The “historian general” of the United Daughters of the Confederacy began the battle over the depiction of the South in history textbooks that continues today.

The long battle over American history textbooks arose from the ashes of the Civil War, which had left the white population of the South devastated. Parts of many towns and cities were in rubble; 18 percent of Southern white men between the ages of thirteen and forty-three had been killed—triple the rate in the North—and by some estimates nearly 200,000 Southern soldiers were wounded. The humiliation of military defeat quickly gave rise to a romanticization of the Old South that became known as the Lost Cause. That vanished land was happy, rural, and idyllic for all, white and Black, the myth goes, without the problems of industrial society, and it was this harmonious world that the brave Confederate soldiers had fought to defend. As the historian David W. Blight put it in Race and Reunion: The Civil War in American Memory (2001),

White supremacy, a hardening of traditional gender roles, a military tradition and patriotic recognition of Confederate valor, and a South innocent of responsibility for slavery were values in search of a history.

And so determined Southern patriots set out to create that history.

The death toll among Confederate men meant that women, despite those traditional gender roles, were particularly active in crafting it. Their work began with Ladies’ Memorial Associations, which sprang up throughout the South. These groups exhumed the Confederate dead from battlefields, reburied them in special cemeteries, and staged memorial days.
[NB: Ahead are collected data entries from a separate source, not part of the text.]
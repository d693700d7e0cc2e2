//! Periodic loop that turns board state and agent inactivity into
//! dispatched prompts through the orchestrator.

use std::sync::Arc;
use std::time::Duration;

use chrono::{DateTime, Utc};
use tokio_util::sync::CancellationToken;
use tracing::{info, instrument, warn};
use uuid::Uuid;

use crate::agents::AgentRegistry;
use crate::boards::{BoardStore, ListBoardsOptions, ListTasksOptions, TaskStatus};
use crate::clock::Clock;
use crate::error::Result;
use crate::orchestrator::{Orchestrator, RunOptions};
use crate::sessions::SessionEngine;

#[derive(Debug, Clone, Copy, PartialEq, Eq)]
pub enum InactivePolicy {
    AllManagers,
    CeoOnly,
}

#[derive(Debug, Clone, Copy)]
pub struct ScannerConfig {
    pub inactive_minutes: i64,
    pub policy: InactivePolicy,
}

impl Default for ScannerConfig {
    fn default() -> Self {
        Self { inactive_minutes: 30, policy: InactivePolicy::AllManagers }
    }
}

#[derive(Debug, Clone, Copy, PartialEq, Eq)]
pub enum DispatchKind {
    Todo,
    Blocked,
    Inactive,
}

#[derive(Debug, Clone)]
pub struct DispatchRecord {
    pub kind: DispatchKind,
    pub target_agent_id: String,
    pub task_id: Option<Uuid>,
    pub session_ref: Option<String>,
    pub ok: bool,
    pub error: Option<String>,
}

#[derive(Debug, Clone)]
pub struct CycleReport {
    pub ran_at: DateTime<Utc>,
    pub scanned_tasks: usize,
    pub todo_tasks: usize,
    pub blocked_tasks: usize,
    pub inactive_agents: usize,
    pub sent: usize,
    pub failed: usize,
    pub dispatches: Vec<DispatchRecord>,
}

/// Reads board and session state and dispatches follow-up prompts through
/// the orchestrator, never holding any state of its own between cycles.
pub struct TaskScanner {
    agents: Arc<AgentRegistry>,
    sessions: Arc<SessionEngine>,
    boards: Arc<BoardStore>,
    orchestrator: Arc<Orchestrator>,
    clock: Arc<dyn Clock>,
}

impl TaskScanner {
    pub fn new(
        agents: Arc<AgentRegistry>,
        sessions: Arc<SessionEngine>,
        boards: Arc<BoardStore>,
        orchestrator: Arc<Orchestrator>,
        clock: Arc<dyn Clock>,
    ) -> Self {
        Self { agents, sessions, boards, orchestrator, clock }
    }

    #[instrument(skip(self, config))]
    pub async fn run_cycle(&self, config: ScannerConfig) -> Result<CycleReport> {
        let ran_at = self.clock.now();
        let mut dispatches = Vec::new();
        let mut scanned_tasks = 0;
        let mut todo_tasks = 0;
        let mut blocked_tasks = 0;

        let boards = self.boards.list_boards(ListBoardsOptions::default()).await?;
        for board in &boards {
            let tasks = self.boards.list_tasks(Some(board.id), ListTasksOptions::default()).await?;
            for task in tasks {
                scanned_tasks += 1;
                match task.status {
                    TaskStatus::Todo => {
                        todo_tasks += 1;
                        let message = format!(
                            "Please begin task \"{}\": {} (project: {})",
                            task.title, task.description, task.project
                        );
                        let record = self
                            .dispatch(DispatchKind::Todo, &task.assigned_to, Some(task.id), message)
                            .await;
                        dispatches.push(record);
                    }
                    TaskStatus::Blocked => {
                        blocked_tasks += 1;
                        let reason = task.status_reason.clone().unwrap_or_default();
                        let message = format!(
                            "Task \"{}\" assigned to {} is blocked: {}. Please help unblock it.",
                            task.title, task.assigned_to, reason
                        );
                        let record = self
                            .dispatch(DispatchKind::Blocked, &board.owner, Some(task.id), message)
                            .await;
                        dispatches.push(record);
                    }
                    _ => {}
                }
            }
        }

        let head_id = self.agents.head_id().await;
        let mut inactive_agents = 0;
        for manifest in self.agents.list_agents().await {
            let sessions = self.sessions.list_sessions(&manifest.id).await?;
            let Some(latest) = sessions.iter().map(|s| s.last_activity_at).max() else {
                continue;
            };
            let idle_minutes = ran_at.signed_duration_since(latest).num_minutes();
            if idle_minutes < config.inactive_minutes {
                continue;
            }
            inactive_agents += 1;
            let target = match config.policy {
                InactivePolicy::CeoOnly => head_id.clone(),
                InactivePolicy::AllManagers => manifest.reports_to.clone().or_else(|| head_id.clone()),
            };
            let Some(target) = target else {
                warn!(agent = %manifest.id, "no manager available to receive inactivity nudge");
                continue;
            };
            let message = format!("{} has been inactive for {idle_minutes} minutes. Please check in.", manifest.id);
            let record = self.dispatch(DispatchKind::Inactive, &target, None, message).await;
            dispatches.push(record);
        }

        let sent = dispatches.iter().filter(|d| d.ok).count();
        let failed = dispatches.len() - sent;
        info!(scanned_tasks, todo_tasks, blocked_tasks, inactive_agents, sent, failed, "scanner cycle complete");

        Ok(CycleReport {
            ran_at,
            scanned_tasks,
            todo_tasks,
            blocked_tasks,
            inactive_agents,
            sent,
            failed,
            dispatches,
        })
    }

    async fn dispatch(
        &self,
        kind: DispatchKind,
        target_agent_id: &str,
        task_id: Option<Uuid>,
        message: String,
    ) -> DispatchRecord {
        let options = RunOptions { message, ..Default::default() };
        match self.orchestrator.run_agent(target_agent_id, options, None).await {
            Ok(result) => DispatchRecord {
                kind,
                target_agent_id: target_agent_id.to_string(),
                task_id,
                session_ref: result.session.map(|s| s.session_key),
                ok: true,
                error: None,
            },
            Err(e) => DispatchRecord {
                kind,
                target_agent_id: target_agent_id.to_string(),
                task_id,
                session_ref: None,
                ok: false,
                error: Some(e.to_string()),
            },
        }
    }

    /// Runs `run_cycle` on a fixed interval until `cancel` fires. One
    /// coroutine, no recursive scheduling; the interval is the only
    /// source of ticks.
    pub async fn run_loop(&self, interval: Duration, config: ScannerConfig, cancel: CancellationToken) {
        let mut ticker = tokio::time::interval(interval);
        loop {
            tokio::select! {
                _ = cancel.cancelled() => {
                    info!("scanner loop stopped");
                    return;
                }
                _ = ticker.tick() => {
                    if let Err(e) = self.run_cycle(config).await {
                        warn!(error = %e, "scanner cycle failed");
                    }
                }
            }
        }
    }
}
use thiserror::Error;

/// Errors surfaced by a provider invocation.
///
/// These map to the provider-error kinds in the orchestrator's error
/// design: missing credentials, a missing CLI binary, a provider that
/// ran but produced nothing usable, and an action the provider doesn't
/// support.
#[derive(Debug, Error)]
pub enum Error {
    #[error("provider '{0}' has no usable credential: tried {1:?}")]
    Authentication(String, Vec<String>),

    #[error("provider command not found: {0}")]
    CommandNotFound(String),

    #[error("provider '{0}' returned no usable output")]
    Runtime(String),

    #[error("provider '{0}' does not support {1}")]
    UnsupportedAction(String, &'static str),

    #[error("provider invocation timed out after {0}s")]
    Timeout(u64),

    #[error("http transport error: {0}")]
    Transport(String),

    #[error("io error: {0}")]
    Io(#[from] std::io::Error),
}

pub type Result<T> = std::result::Result<T, Error>;
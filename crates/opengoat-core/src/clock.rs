//! Injectable clock so session reset policies and scanner cadence are
//! deterministically testable.

use std::sync::atomic::{AtomicI64, Ordering};

use chrono::{DateTime, Utc};

pub trait Clock: Send + Sync {
    fn now(&self) -> DateTime<Utc>;
}

#[derive(Default)]
pub struct SystemClock;

impl Clock for SystemClock {
    fn now(&self) -> DateTime<Utc> {
        Utc::now()
    }
}

/// A clock whose value advances only when told to, for reset-policy and
/// scanner tests.
pub struct FixedClock {
    millis: AtomicI64,
}

impl FixedClock {
    pub fn new(start: DateTime<Utc>) -> Self {
        Self {
            millis: AtomicI64::new(start.timestamp_millis()),
        }
    }

    pub fn advance(&self, duration: chrono::Duration) {
        self.millis.fetch_add(duration.num_milliseconds(), Ordering::SeqCst);
    }

    pub fn set(&self, at: DateTime<Utc>) {
        self.millis.store(at.timestamp_millis(), Ordering::SeqCst);
    }
}

impl Clock for FixedClock {
    fn now(&self) -> DateTime<Utc> {
        DateTime::from_timestamp_millis(self.millis.load(Ordering::SeqCst)).unwrap_or_else(Utc::now)
    }
}

#[cfg(test)]
mod tests {
    use super::*;

    #[test]
    fn fixed_clock_advances_deterministically() {
        let start = Utc::now();
        let clock = FixedClock::new(start);
        assert_eq!(clock.now(), start);
        clock.advance(chrono::Duration::seconds(61));
        assert_eq!(clock.now(), start + chrono::Duration::seconds(61));
    }
}
use std::sync::Arc;

use opengoat_llm::{InvokeOptions, ProviderRegistry};
use tracing::{info, instrument, warn};
use uuid::Uuid;

use crate::agents::{AgentRegistry, WorkspaceAccessPolicy};
use crate::clock::Clock;
use crate::error::{Error, Result};
use crate::paths::{FsPort, HomeLayout};
use crate::routing::RoutingService;
use crate::sessions::{PrepareOptions, SessionEngine};

use super::config::OrchestratorConfig;
use super::trace::{RunTrace, TraceExecution, TraceSession, TraceStore};
use super::types::{HooksHandle, OrchestrationEvent, RunOptions, RunResult, SessionRunInfo, Stage, StopReason};

/// Ties together the agent registry, router, session engine, and provider
/// registry to execute one `runAgent` call end to end.
pub struct Orchestrator {
    fs: Arc<dyn FsPort>,
    layout: HomeLayout,
    clock: Arc<dyn Clock>,
    agents: Arc<AgentRegistry>,
    sessions: Arc<SessionEngine>,
    routing: RoutingService,
    providers: Arc<ProviderRegistry>,
    traces: TraceStore,
    config: OrchestratorConfig,
}

impl Orchestrator {
    pub fn new(
        fs: Arc<dyn FsPort>,
        layout: HomeLayout,
        clock: Arc<dyn Clock>,
        agents: Arc<AgentRegistry>,
        sessions: Arc<SessionEngine>,
        providers: Arc<ProviderRegistry>,
        config: OrchestratorConfig,
    ) -> Self {
        let traces = TraceStore::new(fs.clone(), layout.clone());
        Self {
            fs,
            layout,
            clock,
            agents,
            sessions,
            routing: RoutingService::new(),
            providers,
            traces,
            config,
        }
    }

    pub fn trace_store(&self) -> &TraceStore {
        &self.traces
    }

    #[instrument(skip(self, options, hooks), fields(entry = %entry_agent_id))]
    pub async fn run_agent(
        &self,
        entry_agent_id: &str,
        options: RunOptions,
        hooks: Option<HooksHandle>,
    ) -> Result<RunResult> {
        let run_id = Uuid::new_v4();
        let started_at = self.clock.now();
        let mut events = Vec::new();

        let manifests = self.agents.list_agents().await;
        let resolved_entry = if manifests.iter().any(|m| m.id == entry_agent_id) {
            entry_agent_id.to_string()
        } else if let Some(head) = manifests.iter().find(|m| m.is_head()) {
            head.id.clone()
        } else if let Some(first) = manifests.first() {
            first.id.clone()
        } else {
            return Err(Error::NotFound("no agents registered".into()));
        };

        emit(&hooks, &mut events, Stage::RunStarted, run_id, started_at, Some(resolved_entry.clone()), None, None);

        let decision = self.routing.route(&resolved_entry, &options.message, &manifests);
        let target_agent_id = decision.target_agent_id.clone();
        let target = self
            .agents
            .get(&target_agent_id)
            .await
            .ok_or_else(|| Error::NotFound(format!("agent '{target_agent_id}' not found")))?;

        let prepared = self
            .sessions
            .prepare_run_session(&target_agent_id, PrepareOptions {
                session_ref: options.session_ref.clone(),
                force_new: options.force_new_session,
                disable: options.disable_session,
                user_message: decision.rewritten_message.clone(),
            })
            .await?;

        if prepared.pre_cancelled {
            return Ok(self
                .finish_cancelled(run_id, started_at, &resolved_entry, &target_agent_id, &target.provider, None, &decision, events, &hooks)
                .await?);
        }

        let session_info = prepared.info.clone();

        if let Some(info) = &session_info {
            if self.sessions.is_cancelled(&info.session_key) {
                return Ok(self
                    .finish_cancelled(run_id, started_at, &resolved_entry, &target_agent_id, &target.provider, session_info.clone(), &decision, events, &hooks)
                    .await?);
            }
        }

        let cwd = match target.workspace_access {
            WorkspaceAccessPolicy::ProviderDefault => None,
            WorkspaceAccessPolicy::AgentWorkspace => Some(self.layout.workspace_dir(&target_agent_id)),
            WorkspaceAccessPolicy::External => options.cwd.clone(),
        };

        let system_prompt = cwd.as_ref().and_then(|cwd| {
            let workspace = self.layout.workspace_dir(&target_agent_id);
            if *cwd != workspace {
                Some(format!(
                    "Session project path: {}\nAgent workspace path: {}\nPrefer absolute paths. Do not pollute the agent workspace.",
                    cwd.display(),
                    workspace.display()
                ))
            } else {
                None
            }
        });

        let provider = self
            .providers
            .get(&target.provider)
            .ok_or_else(|| Error::NotFound(format!("provider '{}' not registered", target.provider)))?;

        let provider_session_id = session_info.as_ref().map(|i| i.session_id.to_string());
        let invoke_options = InvokeOptions {
            message: decision.rewritten_message.clone(),
            system_prompt,
            model: options.model.clone(),
            provider_session_id,
            cwd,
            env: options.env.clone(),
            passthrough_args: Vec::new(),
            idempotency_key: Some(run_id.to_string()),
            timeout_secs: None,
            on_stdout: None,
            on_stderr: None,
        };

        emit(
            &hooks,
            &mut events,
            Stage::InvocationStarted,
            run_id,
            self.clock.now(),
            Some(target_agent_id.clone()),
            Some(target.provider.clone()),
            None,
        );

        let execution = match self.invoke_with_retry(provider.as_ref(), &invoke_options, &target.display_name).await {
            Ok(exec) => exec,
            Err(opengoat_llm::Error::Authentication(provider_id, candidates)) => {
                warn!(provider = %provider_id, "missing credentials");
                opengoat_llm::Execution::failure(1, format!("missing credentials, tried: {}", candidates.join(", ")))
            }
            Err(opengoat_llm::Error::CommandNotFound(cmd)) => {
                if let Some(info) = &session_info {
                    self.sessions.clear_active(&info.session_key);
                }
                return Err(Error::Provider(opengoat_llm::Error::CommandNotFound(cmd)));
            }
            Err(opengoat_llm::Error::Transport(msg)) => opengoat_llm::Execution::failure(1, msg),
            Err(e) => opengoat_llm::Execution::failure(1, e.to_string()),
        };

        emit(
            &hooks,
            &mut events,
            Stage::InvocationCompleted,
            run_id,
            self.clock.now(),
            Some(target_agent_id.clone()),
            Some(target.provider.clone()),
            Some(execution.code),
        );

        if let Some(info) = &session_info {
            if self.sessions.is_cancelled(&info.session_key) {
                return Ok(self
                    .finish_cancelled(run_id, started_at, &resolved_entry, &target_agent_id, &target.provider, session_info.clone(), &decision, events, &hooks)
                    .await?);
            }
        }

        let reply_text = if execution.ok() && !execution.stdout.trim().is_empty() {
            execution.stdout.clone()
        } else {
            format!("[Runtime error code {}] {}", execution.code, execution.stderr)
        };

        let mut compaction_applied = prepared.compaction_applied;
        let mut stop_reason = Some(StopReason::EndTurn);
        if let Some(info) = &session_info {
            match self.sessions.record_assistant_reply(info, &reply_text).await {
                Ok(result) => compaction_applied = compaction_applied || result.applied,
                Err(Error::Cancelled) => stop_reason = Some(StopReason::Cancelled),
                Err(e) => return Err(e),
            }
        }

        let completed_at = self.clock.now();
        emit(&hooks, &mut events, Stage::RunCompleted, run_id, completed_at, Some(target_agent_id.clone()), Some(target.provider.clone()), Some(execution.code));

        let trace = RunTrace {
            schema_version: 1,
            run_id,
            started_at,
            completed_at,
            entry_agent_id: resolved_entry.clone(),
            user_message: options.message.clone(),
            routing: Some(decision),
            execution: TraceExecution {
                provider_id: target.provider.clone(),
                code: execution.code,
                stdout: execution.stdout.clone(),
                stderr: execution.stderr.clone(),
                duration_ms: (completed_at - started_at).num_milliseconds().max(0) as u64,
            },
            session: session_info.as_ref().map(|i| TraceSession {
                session_key: i.session_key.clone(),
                session_id: i.session_id,
                is_new_session: i.is_new_session,
                compaction_applied,
            }),
            orchestration: events,
        };
        let trace_path = self.traces.save(&trace).await?;
        info!(run = %run_id, code = execution.code, "run completed");

        Ok(RunResult {
            run_id,
            code: execution.code,
            stdout: execution.stdout,
            stderr: execution.stderr,
            provider_id: target.provider,
            entry_agent_id: resolved_entry,
            target_agent_id,
            trace_path: Some(trace_path),
            session: session_info.map(|i| SessionRunInfo {
                session_key: i.session_key,
                session_id: i.session_id,
                is_new_session: i.is_new_session,
            }),
            stop_reason,
        })
    }

    /// Invokes `provider`, and if it fails with an "agent not found"-shaped
    /// error, tries to create the external agent and retries once, then
    /// makes one final attempt after a best-effort health probe.
    async fn invoke_with_retry(
        &self,
        provider: &(dyn opengoat_llm::Provider),
        options: &InvokeOptions,
        display_name: &str,
    ) -> opengoat_llm::Result<opengoat_llm::Execution> {
        let first = provider.invoke(options).await?;
        if first.ok() || !self.looks_like_agent_not_found(&first) || !provider.meta().capabilities.agent_create {
            return Ok(first);
        }

        if provider.create_external_agent(display_name).await.is_ok() {
            let second = provider.invoke(options).await?;
            if second.ok() || !self.looks_like_agent_not_found(&second) {
                return Ok(second);
            }
        }

        provider.health_check().await;
        provider.invoke(options).await
    }

    fn looks_like_agent_not_found(&self, execution: &opengoat_llm::Execution) -> bool {
        let haystack = format!("{}{}", execution.stdout, execution.stderr).to_lowercase();
        self.config.agent_not_found_markers.iter().any(|m| haystack.contains(m))
    }

    #[allow(clippy::too_many_arguments)]
    async fn finish_cancelled(
        &self,
        run_id: Uuid,
        started_at: chrono::DateTime<chrono::Utc>,
        entry_agent_id: &str,
        target_agent_id: &str,
        provider_id: &str,
        session: Option<crate::sessions::SessionInfo>,
        decision: &crate::routing::RoutingDecision,
        events: Vec<OrchestrationEvent>,
        hooks: &Option<HooksHandle>,
    ) -> Result<RunResult> {
        if let Some(info) = &session {
            self.sessions.clear_active(&info.session_key);
        }
        let completed_at = self.clock.now();
        let _ = hooks;
        let trace = RunTrace {
            schema_version: 1,
            run_id,
            started_at,
            completed_at,
            entry_agent_id: entry_agent_id.to_string(),
            user_message: decision.rewritten_message.clone(),
            routing: Some(decision.clone()),
            execution: TraceExecution {
                provider_id: provider_id.to_string(),
                code: 1,
                stdout: String::new(),
                stderr: "cancelled".to_string(),
                duration_ms: (completed_at - started_at).num_milliseconds().max(0) as u64,
            },
            session: session.as_ref().map(|i| TraceSession {
                session_key: i.session_key.clone(),
                session_id: i.session_id,
                is_new_session: i.is_new_session,
                compaction_applied: false,
            }),
            orchestration: events,
        };
        let trace_path = self.traces.save(&trace).await?;
        Ok(RunResult {
            run_id,
            code: 1,
            stdout: String::new(),
            stderr: "cancelled".to_string(),
            provider_id: provider_id.to_string(),
            entry_agent_id: entry_agent_id.to_string(),
            target_agent_id: target_agent_id.to_string(),
            trace_path: Some(trace_path),
            session: session.map(|i| SessionRunInfo {
                session_key: i.session_key,
                session_id: i.session_id,
                is_new_session: i.is_new_session,
            }),
            stop_reason: Some(StopReason::Cancelled),
        })
    }
}

#[allow(clippy::too_many_arguments)]
fn emit(
    hooks: &Option<HooksHandle>,
    events: &mut Vec<OrchestrationEvent>,
    stage: Stage,
    run_id: Uuid,
    timestamp: chrono::DateTime<chrono::Utc>,
    agent_id: Option<String>,
    provider_id: Option<String>,
    code: Option<i32>,
) {
    let event = OrchestrationEvent { stage, run_id, timestamp, agent_id, provider_id, code };
    if let Some(hooks) = hooks {
        hooks.on_event(event.clone());
    }
    events.push(event);
}
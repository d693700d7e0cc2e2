use std::collections::HashMap;
use std::sync::Arc;

use crate::provider::Provider;

/// Maps provider ids to live provider instances.
#[derive(Default)]
pub struct ProviderRegistry {
    providers: HashMap<String, Arc<dyn Provider>>,
}

impl ProviderRegistry {
    pub fn new() -> Self {
        Self::default()
    }

    pub fn register(&mut self, provider: Arc<dyn Provider>) {
        self.providers.insert(provider.meta().id.clone(), provider);
    }

    pub fn get(&self, id: &str) -> Option<Arc<dyn Provider>> {
        self.providers.get(id).cloned()
    }

    pub fn list(&self) -> Vec<String> {
        let mut ids: Vec<String> = self.providers.keys().cloned().collect();
        ids.sort();
        ids
    }

    pub async fn available(&self) -> HashMap<String, bool> {
        let mut out = HashMap::new();
        for (id, provider) in &self.providers {
            out.insert(id.clone(), provider.health_check().await);
        }
        out
    }
}

#[cfg(test)]
mod tests {
    use super::*;
    use crate::mock::MockProvider;

    #[test]
    fn register_and_get() {
        let mut registry = ProviderRegistry::new();
        registry.register(Arc::new(MockProvider::new("claude")));
        assert!(registry.get("claude").is_some());
        assert!(registry.get("missing").is_none());
        assert_eq!(registry.list(), vec!["claude".to_string()]);
    }
}
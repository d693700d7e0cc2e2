//! Provider abstraction: a uniform surface over CLI tools and HTTP model
//! endpoints, used by the orchestrator to invoke an agent's bound provider.

pub mod cli_provider;
pub mod error;
pub mod http_provider;
pub mod mock;
pub mod provider;
pub mod registry;

pub use cli_provider::{CliProvider, CliProviderConfig};
pub use error::{Error, Result};
pub use http_provider::{AuthHeader, HttpProtocol, HttpProvider, HttpProviderConfig};
pub use mock::MockProvider;
pub use provider::{Capabilities, Execution, InvokeOptions, Provider, ProviderKind, ProviderMeta};
pub use registry::ProviderRegistry;
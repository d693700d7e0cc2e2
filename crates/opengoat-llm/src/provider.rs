use std::collections::HashMap;
use std::path::PathBuf;
use std::sync::Arc;

use async_trait::async_trait;
use tokio::sync::mpsc::UnboundedSender;

use crate::error::Result;

/// What kind of transport a provider uses.
#[derive(Debug, Clone, Copy, PartialEq, Eq)]
pub enum ProviderKind {
    Cli,
    Http,
}

/// Which optional operations a provider actually implements.
#[derive(Debug, Clone, Copy, Default)]
pub struct Capabilities {
    pub agent: bool,
    pub model: bool,
    pub auth: bool,
    pub passthrough: bool,
    pub agent_create: bool,
    pub agent_delete: bool,
}

/// Static metadata describing a provider instance.
#[derive(Debug, Clone)]
pub struct ProviderMeta {
    pub id: String,
    pub display_name: String,
    pub kind: ProviderKind,
    pub capabilities: Capabilities,
}

/// Options accepted by every provider operation.
///
/// Streaming sinks are push-side channels: a CLI provider feeds them
/// line-by-line as the subprocess writes, an HTTP provider that answers
/// in one shot sends the full body once.
#[derive(Clone, Default)]
pub struct InvokeOptions {
    pub message: String,
    pub system_prompt: Option<String>,
    pub model: Option<String>,
    pub provider_session_id: Option<String>,
    pub cwd: Option<PathBuf>,
    pub env: HashMap<String, String>,
    pub passthrough_args: Vec<String>,
    pub idempotency_key: Option<String>,
    pub timeout_secs: Option<u64>,
    pub on_stdout: Option<Arc<UnboundedSender<String>>>,
    pub on_stderr: Option<Arc<UnboundedSender<String>>>,
}

impl std::fmt::Debug for InvokeOptions {
    fn fmt(&self, f: &mut std::fmt::Formatter<'_>) -> std::fmt::Result {
        f.debug_struct("InvokeOptions")
            .field("message", &self.message)
            .field("model", &self.model)
            .field("provider_session_id", &self.provider_session_id)
            .field("cwd", &self.cwd)
            .finish_non_exhaustive()
    }
}

/// The result of a single provider operation.
#[derive(Debug, Clone, Default)]
pub struct Execution {
    pub code: i32,
    pub stdout: String,
    pub stderr: String,
    pub provider_session_id: Option<String>,
}

impl Execution {
    pub fn success(stdout: impl Into<String>) -> Self {
        Self {
            code: 0,
            stdout: stdout.into(),
            stderr: String::new(),
            provider_session_id: None,
        }
    }

    pub fn failure(code: i32, stderr: impl Into<String>) -> Self {
        Self {
            code,
            stdout: String::new(),
            stderr: stderr.into(),
            provider_session_id: None,
        }
    }

    pub fn ok(&self) -> bool {
        self.code == 0
    }
}

/// Uniform surface every provider (CLI or HTTP) must expose.
#[async_trait]
pub trait Provider: Send + Sync {
    fn meta(&self) -> &ProviderMeta;

    async fn invoke(&self, options: &InvokeOptions) -> Result<Execution>;

    async fn authenticate(&self, options: &InvokeOptions) -> Result<Execution> {
        let _ = options;
        Err(crate::error::Error::UnsupportedAction(
            self.meta().id.clone(),
            "authenticate",
        ))
    }

    async fn create_external_agent(&self, display_name: &str) -> Result<Execution> {
        let _ = display_name;
        Err(crate::error::Error::UnsupportedAction(
            self.meta().id.clone(),
            "createExternalAgent",
        ))
    }

    async fn delete_external_agent(&self, agent_id: &str) -> Result<Execution> {
        let _ = agent_id;
        Err(crate::error::Error::UnsupportedAction(
            self.meta().id.clone(),
            "deleteExternalAgent",
        ))
    }

    /// Optional cheap reachability probe; default assumes healthy.
    async fn health_check(&self) -> bool {
        true
    }
}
By 1868 Virginia alone had twenty-six Ladies’ Memorial Associations. Many Confederate widows wore black for the rest of their lives.

The next stage came in the 1890s with the founding of the United Daughters of the Confederacy, which quickly became the most influential force promoting the Lost Cause. The Daughters, as they were called, grew rapidly, quintupling their membership between 1900 and 1920. Their most visible work was helping to erect monuments to Confederate leaders. Although dozens of these have been toppled in the past few years, a far greater number are still standing. Among them is an 1896 white marble obelisk in Fort Mill, South Carolina, inscribed:

Dedicated to the faithful slaves who, loyal to a sacred trust, toiled for support of the army, with matchless devotion, and with sterling fidelity guarded our defenseless homes, women and children.

The most powerful impact of the Lost Cause, however, was on schools, in large part because of a formidable woman named Mildred Lewis Rutherford. Both her grandfathers were wealthy Georgia planters; one owned more than two hundred slaves. Two uncles were Confederate generals. Rutherford was as patriotic about her class as her region. The plantation owners she celebrated were, she claimed, descended from the cavaliers, the royalists of the English Civil War, “men of the leading families of England, gentlemen of the best English society, the landed gentry born to wealth.” By contrast, the villain who had crushed their world, Abraham Lincoln, had been chosen by Republicans because they “wanted a man from the lower class to humiliate the upper class.”